Pasé 11 años de mi vida en Iñaquito. No pueden imaginarse hasta qué punto fueron años felices, y fundantes, de intenso trabajo pastoral y un chorreo imparable de amigos que siguen ahí, vivitos y coleando, en el hondón del corazón.
Cuando tengo sed de sentido y de afecto acudo a ellos y en el recuerdo siempre encuentro el eco de una palabra, el regusto de un gesto, de un sueño compartido, capaz de iluminar mi vida y mis pasos.
A esa época fecunda pertenece mi experiencia del ABEI, un constante peregrinar de cuarto en cuarto, de cuerpo en cuerpo, de soledad en soledad, mirándolo todo con los ojos del corazón bien abiertos.
Allí comprendí (en estos tiempos en que el dolor y la muerte tienden a ser reducidos a algo clínico y aséptico), que los cuidados paliativos no solo alcanzan el cuerpo roto del enfermo, sino el corazón partido del que se sabe morir y ya no acierta a encender un lucero en la mañana.
En aquellos años, el ABEI fue para mí un espacio privilegiado de preguntas y respuestas. Por mi mente pasaron las luces y las sombras de la vida y de la muerte, del desespero y de la esperanza, cuando parece que todo se vuelve irrelevante y efímero y, al mismo tiempo, eres capaz de descubrir un rayo de luz en la mano que te acaricia y mece la cuna de tus sueños.
Algunas palabras piadosas sí dije. Nada especulativas. Siempre fueron palabras tiernas, humanas y comprensibles, apegadas al evangelio, pequeñas parábolas dictadas por la compasión. Pero, sobre todo, más que hablar, guardé silencio y sostuve la mirada cuando fue posible, no siempre, porque la vida termina, las más de las veces, con los ojos cerrados, mientras el alma se bate en retirada.
Allí, en el ABEI, comprendí que lo importante no es hablar, sino estar y acompañar lo que nadie acompaña, sobre todo cuando la codicia de la vida es más fuerte que el amor. ¿Por qué una madre saca adelante a cinco hijos y cinco hijos no son capaces de sacar adelante a una madre? Al alzar la mirada, en el dintel de la puerta, no vi a los hijos (urgidos, sin duda, por los reclamos de la vida y por el vértigo del tiempo), sino la silueta de una voluntaria.

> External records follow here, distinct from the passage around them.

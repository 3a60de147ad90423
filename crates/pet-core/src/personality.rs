//! Personality Strategy Set
//!
//! Seven fixed behavior policies. Each one decides how fast needs decay per
//! tick (depending on mood) and how strongly the pet responds to each
//! interaction. Policies are pure: they return a [`NeedDelta`] and never touch
//! pet state themselves.

use rand::Rng;
use serde::{Deserialize, Serialize};
use std::fmt;
use std::str::FromStr;

use crate::action::Action;
use crate::error::ParseError;
use crate::mood::Mood;
use crate::needs::NeedDelta;

/// Decay per tick for most personalities while content
const CONTENT_STEP: i32 = 2;
/// Decay per tick for most personalities while distressed
const DISTRESSED_STEP: i32 = 3;
/// Smart pets decay slower across the board
const SMART_CONTENT_STEP: i32 = 1;
const SMART_DISTRESSED_STEP: i32 = 2;

/// Every interaction costs a little of each need it doesn't target
const SIDE_COST: i32 = 2;
/// Restoration for the targeted need unless a personality overrides it
const STANDARD_GAIN: i32 = 40;

/// Default probability that a Smart pet resists decay on a given need
pub const DEFAULT_SMART_RELIEF_CHANCE: f64 = 0.2;

/// Pet personality - fixed for the pet's lifetime
#[derive(Debug, Clone, Copy, PartialEq, Eq, Hash, Serialize, Deserialize)]
#[serde(rename_all = "UPPERCASE")]
pub enum Personality {
    /// Gets hungry twice as fast, loves food
    Glutton,
    /// Barely needs company, tires quickly, sleeps deeply
    Lazy,
    /// Burns through sleep, loves to play
    Energetic,
    /// Obsessed with cleanliness
    Mysophobia,
    /// Craves attention
    Needy,
    /// Emotionally distant, shrugs off play
    Aloof,
    /// Manages its needs efficiently, sometimes resists decay
    Smart,
}

impl Personality {
    /// All personalities in declaration order.
    pub const ALL: [Personality; 7] = [
        Personality::Glutton,
        Personality::Lazy,
        Personality::Energetic,
        Personality::Mysophobia,
        Personality::Needy,
        Personality::Aloof,
        Personality::Smart,
    ];

    /// Draws a personality uniformly at random.
    pub fn random<R: Rng + ?Sized>(rng: &mut R) -> Personality {
        Self::ALL[rng.gen_range(0..Self::ALL.len())]
    }

    pub fn display_name(self) -> &'static str {
        match self {
            Personality::Glutton => "GLUTTON",
            Personality::Lazy => "LAZY",
            Personality::Energetic => "ENERGETIC",
            Personality::Mysophobia => "MYSOPHOBIA",
            Personality::Needy => "NEEDY",
            Personality::Aloof => "ALOOF",
            Personality::Smart => "SMART",
        }
    }

    /// Whether this personality's tick consumes randomness.
    pub fn is_stochastic(self) -> bool {
        self == Personality::Smart
    }

    /// Need decay for one tick.
    ///
    /// All components are non-positive. Only [`Personality::Smart`] draws from
    /// `rng`: four draws per tick, in hunger, hygiene, social, sleep order, each
    /// giving +1 relief with probability `relief_chance`.
    pub fn tick_delta<R: Rng + ?Sized>(
        self,
        mood: Mood,
        rng: &mut R,
        relief_chance: f64,
    ) -> NeedDelta {
        let step = match mood {
            Mood::Content => CONTENT_STEP,
            Mood::Distressed => DISTRESSED_STEP,
        };

        match self {
            // Hunger decays twice as fast
            Personality::Glutton => NeedDelta::new(-2 * step, -step, -step, -step),
            // Social barely moves; sleep goes one faster
            Personality::Lazy => NeedDelta::new(-step, -step, -1, -(step + 1)),
            Personality::Energetic => NeedDelta::new(-step, -step, -step, -(step + 1)),
            Personality::Mysophobia => NeedDelta::new(-step, -2 * step, -step, -step),
            Personality::Needy => NeedDelta::new(-step, -step, -2 * step, -step),
            Personality::Aloof => NeedDelta::uniform(-step),
            Personality::Smart => {
                let step = match mood {
                    Mood::Content => SMART_CONTENT_STEP,
                    Mood::Distressed => SMART_DISTRESSED_STEP,
                };
                let mut relief = || -> i32 {
                    if rng.gen::<f64>() < relief_chance {
                        1
                    } else {
                        0
                    }
                };
                let hunger = -step + relief();
                let hygiene = -step + relief();
                let social = -step + relief();
                let sleep = -step + relief();
                NeedDelta::new(hunger, hygiene, social, sleep)
            }
        }
    }

    /// Response to one interaction.
    ///
    /// `mood` is part of the signature so every policy can be called the same
    /// way; no current personality reacts differently when distressed.
    pub fn interact_delta(self, _mood: Mood, action: Action) -> NeedDelta {
        let gain = self.gain_for(action);
        let side = -SIDE_COST;

        match action {
            Action::Feed => NeedDelta::new(gain, side, side, side),
            Action::Play => NeedDelta::new(side, side, gain, side),
            Action::Clean => NeedDelta::new(side, gain, side, side),
            Action::Sleep => NeedDelta::new(side, side, side, gain),
        }
    }

    /// How much the targeted need is restored by `action`.
    pub fn gain_for(self, action: Action) -> i32 {
        match (self, action) {
            (Personality::Glutton, Action::Feed) => 60,
            (Personality::Lazy, Action::Play) => 20,
            (Personality::Lazy, Action::Sleep) => 80,
            (Personality::Energetic, Action::Play) => 60,
            (Personality::Mysophobia, Action::Clean) => 80,
            (Personality::Needy, Action::Play) => 70,
            (Personality::Aloof, Action::Play) => 30,
            _ => STANDARD_GAIN,
        }
    }
}

impl fmt::Display for Personality {
    fn fmt(&self, f: &mut fmt::Formatter<'_>) -> fmt::Result {
        f.write_str(self.display_name())
    }
}

impl FromStr for Personality {
    type Err = ParseError;

    fn from_str(s: &str) -> Result<Self, Self::Err> {
        Personality::ALL
            .into_iter()
            .find(|p| p.display_name().eq_ignore_ascii_case(s.trim()))
            .ok_or_else(|| ParseError::UnknownPersonality(s.to_string()))
    }
}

Las interrogantes se responden según y cómo te ubicas, especialmente ante el dolor ajeno. En el ABEI contemplé mucho dolor, pero también mucho amor, sobre todo de la mano de mujeres que un buen día entendieron que amar al hermano era mucho más importante que vivir encerradas en la celda del egoísmo.
Cincuenta años de vida institucional son muchos y pocos al mismo tiempo… Dicen que el tiempo lo mide el dios Cronos de forma implacable. Los cristianos tenemos una sabiduría diferente: sabemos que la medida del tiempo la da el amor. Gracias, ABEI.